One of the surging signaling molecules, in particular, is associated with the activation of brain immune cells called microglia, which purge an Alzheimer’s hallmark – amyloid beta plaque, junk protein that accumulates between brain cells.

 

Immune signaling

In 2016, researchers discovered that light flickering at 40 Hz mobilized microglia in mice afflicted with Alzheimer’s to clean up that junk.  The new study looked for brain chemistry that connects the flicker with microglial and other immune activation in mice and exposed a surge of 20 cytokines – small proteins secreted externally by cells and which signal to other cells. Accompanying the cytokine release, internal cell chemistry – the activation of proteins by phosphate groups – left behind a strong calling card.

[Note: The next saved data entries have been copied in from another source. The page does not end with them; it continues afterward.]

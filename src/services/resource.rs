//! Generic tenant-scoped CRUD.

use crate::{
    error::Error,
    store::{Page, PageRequest, Record, Repository, TenantScope},
};
use std::sync::Arc;
use tracing::{debug, instrument};
use uuid::Uuid;

/// CRUD over one record type. `update` and `delete` fetch first, so a missing
/// or out-of-scope id is always `Error::NotFound`.
pub struct ResourceService<T: Record> {
    repo: Arc<dyn Repository<T>>,
}

impl<T: Record> Clone for ResourceService<T> {
    fn clone(&self) -> Self {
        Self {
            repo: self.repo.clone(),
        }
    }
}

impl<T: Record> ResourceService<T> {
    #[must_use]
    pub fn new(repo: Arc<dyn Repository<T>>) -> Self {
        Self { repo }
    }

    /// # Errors
    /// `Conflict` on a unique rule, `Internal` on storage failure.
    #[instrument(skip_all, fields(kind = T::KIND))]
    pub async fn create(&self, record: T) -> Result<T, Error> {
        self.repo.save(&record).await?;
        debug!(id = %record.id(), "Created {}", T::KIND);
        Ok(record)
    }

    /// # Errors
    /// `Internal` on storage failure.
    pub async fn find_all(&self, page: PageRequest, scope: TenantScope) -> Result<Page<T>, Error> {
        Ok(self.repo.find_all(page.normalized(), scope).await?)
    }

    /// # Errors
    /// `NotFound` when the id does not exist or belongs to another tenant.
    pub async fn find_by_id(&self, id: Uuid, scope: TenantScope) -> Result<T, Error> {
        let record = self.repo.find_by_id(id).await?;

        if T::TENANT_SCOPED && !scope.permits(record.tenant_id()) {
            debug!(%id, "{} outside caller scope", T::KIND);
            return Err(Error::NotFound);
        }

        Ok(record)
    }

    /// Fetch, apply `change`, persist.
    ///
    /// # Errors
    /// `NotFound` as in [`Self::find_by_id`], whatever `change` returns, or a
    /// store failure.
    #[instrument(skip_all, fields(kind = T::KIND, id = %id))]
    pub async fn update<F>(&self, id: Uuid, scope: TenantScope, change: F) -> Result<T, Error>
    where
        F: FnOnce(&mut T) -> Result<(), Error> + Send,
    {
        let mut record = self.find_by_id(id, scope).await?;
        change(&mut record)?;
        self.repo.update(&record).await?;
        Ok(record)
    }

    /// # Errors
    /// `NotFound` as in [`Self::find_by_id`].
    #[instrument(skip_all, fields(kind = T::KIND, id = %id))]
    pub async fn delete(&self, id: Uuid, scope: TenantScope) -> Result<(), Error> {
        self.find_by_id(id, scope).await?;
        self.repo.delete(id).await?;
        Ok(())
    }
}
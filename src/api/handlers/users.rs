//! Tenant user management for admins.

use super::{page, parse_optional_id, payload, profile::{ProfileResponse, UserDetailRequest}};
use crate::{
    api::{response::{reply, PageResponse}, AppState},
    auth::{Identity, Role},
    error::Error,
    models::Account,
    services::DetailInput,
    store::PageRequest,
};
use axum::{
    extract::{Extension, Query},
    http::StatusCode,
    response::Response,
    Json,
};
use serde::{Deserialize, Serialize};
use utoipa::ToSchema;

/// Account summary; never carries credentials.
#[derive(ToSchema, Serialize, Debug, Clone)]
pub struct UserResponse {
    id: String,
    name: String,
    email: Option<String>,
    role: Role,
    status: String,
    #[serde(skip_serializing_if = "Option::is_none")]
    tenant_id: Option<String>,
    #[serde(skip_serializing_if = "Option::is_none")]
    location_id: Option<String>,
}

impl From<&Account> for UserResponse {
    fn from(account: &Account) -> Self {
        Self {
            id: account.id.to_string(),
            name: account.name.clone(),
            email: account.email.clone(),
            role: account.role,
            status: account.status.as_str().to_string(),
            tenant_id: account.tenant_id.map(|id| id.to_string()),
            location_id: account.location_id.map(|id| id.to_string()),
        }
    }
}

#[derive(ToSchema, Deserialize, Debug)]
pub struct CreateUserRequest {
    name: String,
    location_id: Option<String>,
    /// Superadmin only; others always create in their own tenant.
    tenant_id: Option<String>,
    details: UserDetailRequest,
}

#[utoipa::path(
    get,
    path = "/api/v1/users",
    params(PageRequest),
    responses(
        (status = 200, description = "Accounts in the caller's tenant", body = [UserResponse]),
        (status = 403, description = "Caller is not an admin"),
    ),
    security(("bearer_auth" = [])),
    tag = "users"
)]
pub async fn list_users(
    Extension(state): Extension<AppState>,
    identity: Identity,
    query: Option<Query<PageRequest>>,
) -> Result<Response, Error> {
    let accounts = state.accounts.list(page(query), identity.scope()).await?;

    Ok(reply(
        StatusCode::OK,
        "Successfully retrieved users",
        PageResponse::<UserResponse>::from_page(accounts),
    ))
}

#[utoipa::path(
    post,
    path = "/api/v1/users",
    request_body = CreateUserRequest,
    responses(
        (status = 201, description = "Unclaimed donor created", body = ProfileResponse),
        (status = 400, description = "Invalid input"),
        (status = 404, description = "Location not found"),
    ),
    security(("bearer_auth" = [])),
    tag = "users"
)]
pub async fn create_user(
    Extension(state): Extension<AppState>,
    identity: Identity,
    request: Option<Json<CreateUserRequest>>,
) -> Result<Response, Error> {
    let request = payload(request)?;
    let location_id = parse_optional_id("location_id", request.location_id.as_deref())?;
    let requested_tenant = parse_optional_id("tenant_id", request.tenant_id.as_deref())?;

    let tenant_id = match location_id {
        Some(location_id) => Some(
            state
                .locations
                .find_by_id(location_id, identity.scope())
                .await?
                .tenant_id,
        ),
        None if identity.role.is_tenant_scoped() => {
            Some(identity.tenant_id.ok_or(Error::Forbidden)?)
        }
        None => requested_tenant,
    };

    let input = DetailInput::try_from(request.details)?;
    let profile = state
        .accounts
        .create_unclaimed(&request.name, tenant_id, location_id, input)
        .await?;

    Ok(reply(
        StatusCode::CREATED,
        "User created successfully",
        ProfileResponse::from(&profile),
    ))
}
//! Donation locations.

use super::{owning_tenant, page, parse_id, parse_optional_id, payload, required};
use crate::{
    api::{
        response::{reply, ApiResponse, PageResponse},
        AppState,
    },
    auth::{slug::slugify, Identity},
    error::Error,
    models::Location,
    services::{locations::nearby, NearbyLocation},
    store::PageRequest,
};
use axum::{
    extract::{Extension, Path, Query},
    http::StatusCode,
    response::{IntoResponse, Response},
    Json,
};
use chrono::{DateTime, Utc};
use serde::{Deserialize, Serialize};
use utoipa::{IntoParams, ToSchema};
use uuid::Uuid;

#[derive(ToSchema, Deserialize, Debug)]
pub struct LocationRequest {
    name: String,
    address: String,
    city: String,
    latitude: Option<f64>,
    longitude: Option<f64>,
    /// Required for superadmins, ignored for admins.
    tenant_id: Option<String>,
}

#[derive(ToSchema, Serialize, Debug)]
pub struct LocationResponse {
    id: String,
    tenant_id: String,
    name: String,
    slug: String,
    address: String,
    city: String,
    latitude: Option<f64>,
    longitude: Option<f64>,
    created_at: DateTime<Utc>,
    updated_at: DateTime<Utc>,
}

impl From<&Location> for LocationResponse {
    fn from(location: &Location) -> Self {
        Self {
            id: location.id.to_string(),
            tenant_id: location.tenant_id.to_string(),
            name: location.name.clone(),
            slug: location.slug.clone(),
            address: location.address.clone(),
            city: location.city.clone(),
            latitude: location.latitude,
            longitude: location.longitude,
            created_at: location.created_at,
            updated_at: location.updated_at,
        }
    }
}

#[derive(Deserialize, IntoParams, Debug)]
#[into_params(parameter_in = Query)]
pub struct NearbyQuery {
    lat: f64,
    lon: f64,
}

#[derive(ToSchema, Serialize, Debug)]
pub struct NearbyLocationResponse {
    id: String,
    name: String,
    address: String,
    lat: f64,
    lon: f64,
    /// Kilometres
    distance: f64,
}

impl From<&NearbyLocation> for NearbyLocationResponse {
    fn from(nearby: &NearbyLocation) -> Self {
        Self {
            id: nearby.location.id.to_string(),
            name: nearby.location.name.clone(),
            address: nearby.location.address.clone(),
            lat: nearby.location.latitude.unwrap_or_default(),
            lon: nearby.location.longitude.unwrap_or_default(),
            distance: nearby.distance_km,
        }
    }
}

fn coordinates(request: &LocationRequest) -> Result<(Option<f64>, Option<f64>), Error> {
    match (request.latitude, request.longitude) {
        (Some(lat), Some(lon))
            if !(-90.0..=90.0).contains(&lat) || !(-180.0..=180.0).contains(&lon) =>
        {
            Err(Error::Validation(
                "latitude or longitude out of range".to_string(),
            ))
        }
        (Some(_), None) | (None, Some(_)) => Err(Error::Validation(
            "latitude and longitude must be given together".to_string(),
        )),
        pair => Ok(pair),
    }
}

fn build_location(request: &LocationRequest, tenant_id: Uuid) -> Result<Location, Error> {
    let name = required("name", &request.name)?;
    let (latitude, longitude) = coordinates(request)?;
    let now = Utc::now();

    Ok(Location {
        id: Uuid::now_v7(),
        tenant_id,
        slug: slugify(&name),
        name,
        address: required("address", &request.address)?,
        city: required("city", &request.city)?,
        latitude,
        longitude,
        created_at: now,
        updated_at: now,
    })
}

#[utoipa::path(
    post,
    path = "/api/v1/locations",
    request_body = LocationRequest,
    responses(
        (status = 201, description = "Location created", body = LocationResponse),
        (status = 400, description = "Invalid input"),
        (status = 403, description = "Caller is not an admin"),
    ),
    security(("bearer_auth" = [])),
    tag = "locations"
)]
pub async fn create_location(
    Extension(state): Extension<AppState>,
    identity: Identity,
    request: Option<Json<LocationRequest>>,
) -> Result<Response, Error> {
    let request = payload(request)?;
    let requested = parse_optional_id("tenant_id", request.tenant_id.as_deref())?;
    let tenant_id = owning_tenant(&identity, requested)?;

    if !identity.role.is_tenant_scoped() {
        // Superadmins may target any tenant, but it has to exist.
        state
            .tenants
            .find_by_id(tenant_id, identity.scope())
            .await?;
    }

    let location = state
        .locations
        .create(build_location(&request, tenant_id)?)
        .await?;

    Ok(reply(
        StatusCode::CREATED,
        "Location created successfully",
        LocationResponse::from(&location),
    ))
}

#[utoipa::path(
    get,
    path = "/api/v1/locations",
    params(PageRequest),
    responses((status = 200, description = "Locations in scope", body = [LocationResponse])),
    security(("bearer_auth" = [])),
    tag = "locations"
)]
pub async fn list_locations(
    Extension(state): Extension<AppState>,
    identity: Identity,
    query: Option<Query<PageRequest>>,
) -> Result<Response, Error> {
    let locations = state
        .locations
        .find_all(page(query), identity.scope())
        .await?;

    Ok(reply(
        StatusCode::OK,
        "Successfully retrieved locations",
        PageResponse::<LocationResponse>::from_page(locations),
    ))
}

#[utoipa::path(
    get,
    path = "/api/v1/locations/by-user-location",
    params(NearbyQuery),
    responses(
        (status = 200, description = "Locations nearest first", body = [NearbyLocationResponse]),
        (status = 400, description = "Invalid latitude or longitude"),
    ),
    security(("bearer_auth" = [])),
    tag = "locations"
)]
pub async fn nearby_locations(
    Extension(state): Extension<AppState>,
    identity: Identity,
    query: Option<Query<NearbyQuery>>,
) -> Result<Response, Error> {
    let Some(Query(query)) = query else {
        return Err(Error::Validation(
            "invalid latitude or longitude format".to_string(),
        ));
    };

    let locations = nearby(
        state.location_lookup.as_ref(),
        identity.scope(),
        query.lat,
        query.lon,
    )
    .await?;

    let body: Vec<NearbyLocationResponse> = locations.iter().map(Into::into).collect();

    Ok(reply(
        StatusCode::OK,
        "Successfully retrieved locations",
        body,
    ))
}

#[utoipa::path(
    get,
    path = "/api/v1/locations/{id}",
    params(("id" = String, Path, description = "Location id")),
    responses(
        (status = 200, description = "Location", body = LocationResponse),
        (status = 404, description = "Location not found"),
    ),
    security(("bearer_auth" = [])),
    tag = "locations"
)]
pub async fn get_location(
    Extension(state): Extension<AppState>,
    identity: Identity,
    Path(id): Path<String>,
) -> Result<Response, Error> {
    let location = state
        .locations
        .find_by_id(parse_id("id", &id)?, identity.scope())
        .await?;

    Ok(reply(
        StatusCode::OK,
        "Successfully retrieved location",
        LocationResponse::from(&location),
    ))
}

#[utoipa::path(
    put,
    path = "/api/v1/locations/{id}",
    params(("id" = String, Path, description = "Location id")),
    request_body = LocationRequest,
    responses(
        (status = 200, description = "Location updated", body = LocationResponse),
        (status = 404, description = "Location not found"),
    ),
    security(("bearer_auth" = [])),
    tag = "locations"
)]
pub async fn update_location(
    Extension(state): Extension<AppState>,
    identity: Identity,
    Path(id): Path<String>,
    request: Option<Json<LocationRequest>>,
) -> Result<Response, Error> {
    let id = parse_id("id", &id)?;
    let request = payload(request)?;

    let location = state
        .locations
        .update(id, identity.scope(), |location| {
            let changes = build_location(&request, location.tenant_id)?;
            location.name = changes.name;
            location.slug = changes.slug;
            location.address = changes.address;
            location.city = changes.city;
            location.latitude = changes.latitude;
            location.longitude = changes.longitude;
            location.updated_at = changes.updated_at;
            Ok(())
        })
        .await?;

    Ok(reply(
        StatusCode::OK,
        "Location updated successfully",
        LocationResponse::from(&location),
    ))
}

#[utoipa::path(
    delete,
    path = "/api/v1/locations/{id}",
    params(("id" = String, Path, description = "Location id")),
    responses(
        (status = 200, description = "Location deleted"),
        (status = 404, description = "Location not found"),
    ),
    security(("bearer_auth" = [])),
    tag = "locations"
)]
pub async fn delete_location(
    Extension(state): Extension<AppState>,
    identity: Identity,
    Path(id): Path<String>,
) -> Result<Response, Error> {
    state
        .locations
        .delete(parse_id("id", &id)?, identity.scope())
        .await?;

    Ok((
        StatusCode::OK,
        Json(ApiResponse::message("Location deleted successfully")),
    )
        .into_response())
}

“The phosphoproteins showed up first. It looked as though they were leading, and our hypothesis is that they triggered the release of the cytokines,” said Singer, who co-led the new study and is an assistant professor in the Wallace H. Coulter Department of Biomedical Engineering at Georgia Tech and Emory.

“Beyond cytokines that may be signaling to microglia, a number of factors that we identified have the potential to support neural health,” said Levi Wood, who co-led the study with Singer and is an assistant professor in Georgia Tech’s George W. Woodruff School of Mechanical Engineering.

The researchers will look for a causal connection to microglia activation in an upcoming study, but the overall surge of cytokines was a good sign in general, they said.

 

Chemical timing

The 40 Hz stimulation did not need long to trigger the cytokine surge.

“We found an increase in cytokines after an hour of stimulation,” Garza said. “We saw phosphoprotein signals after about 15 minutes of flickering.”

Perhaps about 15 minutes was enough to start processes inside of cells and about 45 more minutes were needed for the cells to secrete cytokines. It is too early to know.

The research team warns against people improvising light therapies on their own, since more data is needed to thoroughly establish effects on humans, and getting frequencies wrong could possibly even do damage.